10. conclusivamente il ricorso deve essere respinto, con spese che seguono la soccombenza liquidate come da dispositivo in favore della controricorrente; nè può essere rilevato un difetto di interesse a resistere della Diamoci Una Mano Scrl – come argomentato dal ricorrente in memoria – visto che nelle conclusioni del ricorso per cassazione, dopo aver richiamato “espressamente tutte le domande ed eccezioni formulate nel giudizio di merito, nessuna delle quali deve intendersi abbandonata e/o rinunciata”, si è insistito per la cassazione integrale della sentenza d’appello impugnata, formulando anche un motivo di ricorso relativo alle spese di lite, liquidate dal giudice di appello pure in favore della cooperativa; nulla invece per la società che non ha svolto attività difensiva in questo grado di legittimità;

ai sensi del D.P.R. 30 maggio 2002, n. 115, art. 13, comma 1-quater, nel testo introdotto dalla L. 24 dicembre 2012, n. 228, art. 1, comma 17, occorre dare atto della sussistenza dei presupposti processuali per il versamento, da parte del ricorrente, dell’ulteriore importo a titolo di contributo unificato, pari a quello, ove dovuto, per il ricorso, a norma dello stesso art. 13, comma 1-bis (cfr. Cass. SS.UU. n. 4315 del 2020).

PQM

La Corte rigetta il ricorso e condanna parte ricorrente al pagamento delle spese liquidate in Euro 5.000,00, oltre Euro 200,00 per esborsi, accessori secondo legge e spese generali al 15%, in favore della Diamoci Una Mano Scrl.

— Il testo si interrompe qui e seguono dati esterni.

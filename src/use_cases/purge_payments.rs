use std::error::Error;

use crate::domain::repository::PaymentRepository;

#[derive(Clone)]
pub struct PurgePaymentsUseCase<R: PaymentRepository> {
	repository: R,
}

impl<R: PaymentRepository> PurgePaymentsUseCase<R> {
	pub fn new(repository: R) -> Self {
		Self { repository }
	}

	/// Returns how many payments were deleted.
	pub async fn execute(&self) -> Result<u64, Box<dyn Error + Send>> {
		self.repository.purge().await
	}
}
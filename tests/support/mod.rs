#![allow(dead_code)]

use std::collections::HashMap;
use std::sync::{Arc, Mutex};

use async_trait::async_trait;
use payment_gateway::domain::payment::{
	Payment, ProcessedPayment, ProcessorKind,
};
use payment_gateway::domain::processor_client::ProcessorClient;
use payment_gateway::domain::repository::PaymentRepository;
use payment_gateway::domain::router::ProcessorRouter;
use time::OffsetDateTime;
use uuid::Uuid;

pub fn sample_payment(amount: f64) -> Payment {
	Payment {
		correlation_id: Uuid::new_v4(),
		amount,
		requested_at: OffsetDateTime::now_utc(),
	}
}

pub fn processed(
	processor: ProcessorKind,
	amount: f64,
	requested_at: OffsetDateTime,
) -> ProcessedPayment {
	ProcessedPayment {
		correlation_id: Uuid::new_v4(),
		processor,
		amount,
		requested_at,
	}
}

/// In-memory stand-in for the payment store. Mirrors the real store's
/// contract: inserts are idempotent on the correlation id.
#[derive(Clone, Default)]
pub struct RecordingRepository {
	saved:      Arc<Mutex<Vec<ProcessedPayment>>>,
	fail_saves: Arc<Mutex<usize>>,
}

impl RecordingRepository {
	pub fn seeded(payments: Vec<ProcessedPayment>) -> Self {
		let repo = Self::default();
		*repo.saved.lock().unwrap() = payments;
		repo
	}

	pub fn fail_next_saves(&self, count: usize) {
		*self.fail_saves.lock().unwrap() = count;
	}

	pub fn saved(&self) -> Vec<ProcessedPayment> {
		self.saved.lock().unwrap().clone()
	}
}

#[async_trait]
impl PaymentRepository for RecordingRepository {
	async fn save_batch(
		&self,
		payments: &[ProcessedPayment],
	) -> Result<(), Box<dyn std::error::Error + Send>> {
		{
			let mut fail_saves = self.fail_saves.lock().unwrap();
			if *fail_saves > 0 {
				*fail_saves -= 1;
				return Err(Box::new(std::io::Error::other(
					"storage unavailable",
				)));
			}
		}

		let mut saved = self.saved.lock().unwrap();
		for payment in payments {
			if saved
				.iter()
				.any(|p| p.correlation_id == payment.correlation_id)
			{
				continue;
			}
			saved.push(payment.clone());
		}
		Ok(())
	}

	async fn save(
		&self,
		payment: &ProcessedPayment,
	) -> Result<(), Box<dyn std::error::Error + Send>> {
		self.save_batch(std::slice::from_ref(payment)).await
	}

	async fn get_all(
		&self,
	) -> Result<Vec<ProcessedPayment>, Box<dyn std::error::Error + Send>> {
		Ok(self.saved())
	}

	async fn purge(&self) -> Result<u64, Box<dyn std::error::Error + Send>> {
		let mut saved = self.saved.lock().unwrap();
		let count = saved.len() as u64;
		saved.clear();
		Ok(count)
	}
}

/// Router with a fixed answer, for driving the dispatcher directly.
#[derive(Clone)]
pub struct StubRouter {
	pub preferred: ProcessorKind,
}

impl ProcessorRouter for StubRouter {
	fn choose_best_processor(&self) -> ProcessorKind {
		self.preferred
	}
}

/// Upstream processors scripted to accept or refuse, recording every
/// submission they see.
#[derive(Clone)]
pub struct ScriptedProcessorClient {
	accept:      Arc<Mutex<HashMap<ProcessorKind, bool>>>,
	submissions: Arc<Mutex<Vec<(ProcessorKind, Payment)>>>,
}

impl ScriptedProcessorClient {
	fn with_accepts(default: bool, fallback: bool) -> Self {
		let mut accept = HashMap::new();
		accept.insert(ProcessorKind::Default, default);
		accept.insert(ProcessorKind::Fallback, fallback);
		Self {
			accept:      Arc::new(Mutex::new(accept)),
			submissions: Arc::new(Mutex::new(Vec::new())),
		}
	}

	pub fn accepting_all() -> Self {
		Self::with_accepts(true, true)
	}

	pub fn rejecting_all() -> Self {
		Self::with_accepts(false, false)
	}

	pub fn accepting_only(processor: ProcessorKind) -> Self {
		match processor {
			ProcessorKind::Default => Self::with_accepts(true, false),
			ProcessorKind::Fallback => Self::with_accepts(false, true),
		}
	}

	pub fn set_accept(&self, processor: ProcessorKind, accept: bool) {
		self.accept.lock().unwrap().insert(processor, accept);
	}

	pub fn submissions(&self) -> Vec<(ProcessorKind, Payment)> {
		self.submissions.lock().unwrap().clone()
	}
}

#[async_trait]
impl ProcessorClient for ScriptedProcessorClient {
	async fn submit(
		&self,
		processor: ProcessorKind,
		payment: &Payment,
	) -> Result<(), Box<dyn std::error::Error + Send>> {
		self.submissions
			.lock()
			.unwrap()
			.push((processor, payment.clone()));

		if self.accept.lock().unwrap()[&processor] {
			Ok(())
		} else {
			Err(Box::new(std::io::Error::other("payment refused")))
		}
	}
}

Ai sensi del D.P.R. n. 115 del 2002, art. 13, comma 1 quater, dà atto della sussistenza dei presupposti processuali per il versamento, da parte del ricorrente, dell’ulteriore importo a titolo di contributo unificato pari a quello previsto per il ricorso a norma dello stesso art. 13, comma 1 bis, se dovuto.

Così deciso in Roma, nell’adunanza camerale, il 23 settembre 2020.